【事例】特殊検知器向け高密度グラファイトパッキンの開発
1. 背景と課題
250℃の壁と、一つの問い合わせ
精密機器メーカーの開発担当者様より、一通のご相談をいただきました。
開発中の特殊検知器において、
「250℃の高温環境下で、確実にシール(密閉)を維持できる素材を探している」という内容でした。
弊社が提案したのは、耐熱性に優れた「グラファイトパッキン」。
しかし、単に素材を提案するだけでは不十分で、機器内部の極めて限られたスペースに適合する、シビアな寸法精度が求められました。
ここから、高温環境に適応するための共同開発がスタートしました。
本事例の解決ポイント
| 検討項目 | 課題・要求仕様 | デジックの解決策 |
|---|---|---|
| 使用温度環境 | 250℃(定常時) | 酸化雰囲気なら450°Cまで耐えるグラファイトを採用 |
| センサへの影響 | 微量成分による出力低下 | 独自の特殊処理により不純物を除去 |
| 加工精度・形状 | 極小径の穴あけ・シビアな寸法公差 | 量産性を考慮した設計変更の技術提案 |
| 供給体制 | 数千台規模の安定供給 | 商社と連携した量産供給体制の構築 |
2. 導入までのプロセス
好感触のスタートと、量産への道筋
最初にお送りした初期サンプルは、常温下での漏れ評価で見事に「良好」の結果を得ました。
担当者様からは最適な圧縮率に関する鋭いご質問が飛び、実用化に向けた具体的な検討が加速します。
「さらに厚みを増したサンプルは作れないか?」
「年間数千台規模の生産に対応できるか?」
次々と寄せられるご要望に対し、弊社は製造限界の厚みに対し「複数枚を重ねて使用する」という代替案を出すなど、開発スピードを落とさないよう並走を続けました。
専門商社様を交えて供給体制も整え、プロジェクトは順風満帆に量産へと向かっているように見えました。
予期せぬ「センサ出力の低下」という難題
しかし、実際の高温環境を想定した最終評価を進めるなかで、
予期せぬトラブルが発生しました。
パッキンを組み込んだ状態でテストを行うと、検知器の「センサ出力が低下する」という現象が確認されたのです。
「パッキンに含まれる微量な成分が、高感度なセンサに悪影響を与えているのではないか?」
疑念を晴らすため、弊社は安全データシート(SDS)などの成分情報を即座に開示し、成型時にバインダーや離型剤を一切使用していないことを証明しました。

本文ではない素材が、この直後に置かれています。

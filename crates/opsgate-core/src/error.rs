// crates/opsgate-core/src/error.rs
// ============================================================================
// Module: Ops Gate Core Errors
// Description: Invariant-violation errors raised by core data constructors.
// Purpose: Give every crate a shared, local error type for malformed values.
// Dependencies: thiserror
// ============================================================================

use thiserror::Error;

/// Errors raised when a core type's constructor invariant is violated.
#[derive(Debug, Error)]
pub enum CoreError {
    /// A numeric value fell outside its required range.
    #[error("{field} must be within [{min}, {max}], got {actual}")]
    OutOfRange {
        /// Name of the offending field.
        field: &'static str,
        /// Lower bound, inclusive.
        min: f64,
        /// Upper bound, inclusive.
        max: f64,
        /// Value that was supplied.
        actual: f64,
    },
    /// A string field's length fell outside its required bounds.
    #[error("{field} length must be within [{min}, {max}] chars, got {actual}")]
    InvalidLength {
        /// Name of the offending field.
        field: &'static str,
        /// Minimum length, inclusive.
        min: usize,
        /// Maximum length, inclusive.
        max: usize,
        /// Length that was supplied.
        actual: usize,
    },
    /// An invariant that does not reduce to a simple range/length check.
    #[error("invariant violated: {0}")]
    Invariant(String),
}
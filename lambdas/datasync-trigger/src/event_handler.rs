use lambda_runtime::{Error, LambdaEvent, tracing};
use serde_json::Value;
use tokio::sync::OnceCell;

use crate::{
    config::TaskTriggerConfig,
    error::TriggerError,
    execution::{DataSyncTaskStarter, TaskExecutionStarter},
};

static DEPENDENCIES: OnceCell<Dependencies> = OnceCell::const_new();

pub struct Dependencies {
    pub starter: DataSyncTaskStarter,
}

async fn dependencies() -> Dependencies {
    let aws_config = aws_config::load_from_env().await;

    // Create the DataSync client
    let starter = DataSyncTaskStarter::from_config(&aws_config);

    Dependencies { starter }
}

pub(crate) async fn outer_function_handler(event: LambdaEvent<Value>) -> Result<(), Error> {
    // Missing configuration fails before any client is built
    let config = TaskTriggerConfig::from_env().map_err(TriggerError::from)?;

    let dependencies = DEPENDENCIES.get_or_init(dependencies).await;
    function_handler(event, &config, &dependencies.starter).await?;

    Ok(())
}

/// Start one execution of the configured task. The event payload is accepted
/// but never inspected
#[tracing::instrument(skip_all, fields(request_id = %event.context.request_id))]
pub(crate) async fn function_handler<S>(
    event: LambdaEvent<Value>,
    config: &TaskTriggerConfig,
    starter: &S,
) -> Result<(), TriggerError>
where
    S: TaskExecutionStarter + Sync,
{
    let task_arn = config.task_arn.as_str();

    let execution = starter
        .start_task_execution(task_arn)
        .await
        .inspect_err(|error| {
            tracing::error!(?error, %task_arn, "failed to start task execution");
        })?;

    tracing::info!(
        %task_arn,
        task_execution_arn = execution.task_execution_arn.as_deref(),
        "started task execution"
    );

    Ok(())
}
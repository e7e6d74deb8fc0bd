use lambda_runtime::{Error, run, service_fn, tracing};

mod config;
mod error;
mod event_handler;
mod execution;

use crate::event_handler::outer_function_handler;

#[tokio::main]
async fn main() -> Result<(), Error> {
    #[cfg(debug_assertions)]
    {
        _ = dotenvy::dotenv();
    }

    tracing::init_default_subscriber();

    run(service_fn(outer_function_handler)).await
}
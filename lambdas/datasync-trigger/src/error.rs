use thiserror::Error;

use crate::{config::ConfigError, execution::StartExecutionError};

#[derive(Debug, Error)]
pub enum TriggerError {
    /// Task configuration could not be loaded
    #[error(transparent)]
    Configuration(#[from] ConfigError),

    /// Transfer service rejected or failed the start request
    #[error(transparent)]
    RemoteInvocation(#[from] StartExecutionError),
}
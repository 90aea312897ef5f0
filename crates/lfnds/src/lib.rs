//! # lfnds
//!
//! Donation SDK for online shops: offer a round-up donation at checkout,
//! list the charitable receivers and report the shopper's choice to the
//! elefunds API.
//!
//! This crate provides:
//! - [`BaseConfiguration`] holding credentials, API location and the
//!   pluggable transport, view and model factory
//! - [`Facade`] sequencing rendering and API calls for one configuration
//! - Ready-made [`templates`] for the checkout and success pages
//! - [`Settings`] loading from the environment or TOML
//!
//! ## Quick Start
//!
//! ```rust,ignore
//! use lfnds::{Configuration, Facade, templates::ShopConfiguration};
//!
//! let mut configuration = ShopConfiguration::new(my_view)?;
//! configuration.base_mut().set_client_id(1001).set_api_key("ay3456789gg234561234");
//!
//! let mut facade = Facade::with_configuration(configuration)?;
//! facade.configuration_as_mut::<ShopConfiguration>()?.set_sum_excluding_donation(960)?;
//! facade.load_receivers_into_view().await?;
//!
//! let html = facade.render_template(None)?;
//! ```

pub mod configuration;
pub mod facade;
pub mod settings;
pub mod templates;

pub use configuration::{
    BaseConfiguration, Configuration, ConfigurationState, FacadeHandle, DEFAULT_API_URL,
    DEFAULT_COUNTRYCODE, DEFAULT_TEMPLATE,
};
pub use facade::Facade;
pub use settings::Settings;

// Core types, so hosts only need this crate
pub use lfnds_core::{
    codes, BaseDonation, BaseReceiver, Donation, DonationRecord, Donator, ElefundsError,
    ElefundsResult, ErrorKind, HttpMethod, ModelFactory, Receiver, ReceiverRecord, Transport,
    View,
};
pub use lfnds_rest::{HttpTransport, RestConfig};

しかし調査の結果、素材そのものに微量に含まれる不純物が影響している可能性が浮上。
材料メーカーの製造段階でこれを取り除くことは不可能という、
非常に困難な状況に陥りました。
さらに追い打ちをかけるように、
機器の設計変更に伴う「極小径の穴あけ加工」が要求されます。
社内で検討を重ねましたが、金型成型においてそのサイズは物理的に不可能という厳しい回答をせざるを得ませんでした。
3. 検証結果
独自の特殊処理で導き出した最適解
品質と製造限界の両面で壁にぶつかりました。
しかしセンサへの影響という最大の課題に対し、弊社が導き出した答えは「デジック独自の特殊処理」を製造工程に組み込むことでした。
パッキンに対してこの独自処理を施すことで、センサに悪影響を及ぼす不純物を限りなく除去することに成功。これにより、出力低下のトラブルを完全に見直すことができました。
また、加工が困難な極小径の穴については、機器の機能性を維持しつつ、弊社でも安定して量産できる「代替の穴径仕様」へと設計変更をご提案し、ご納得いただくことができました。
これらの提案が功を奏し、ついに250℃という過酷な高温評価を完全にパス。
その後、お客様側の開発スケジュールの変更などはありましたが、最終的には量産を見据えた数千個単位での再見積り依頼をいただくまでに至りました。
4. 今後の展望
今回の事例では原因不明のトラブルに直面しながらも、情報の透明性を保ち、独自の加工技術と代替提案によって不可能を可能に変えたことをご紹介しました。
このプロジェクトは、単なる部品供給を超えた、技術パートナーとしての弊社の伴走力です。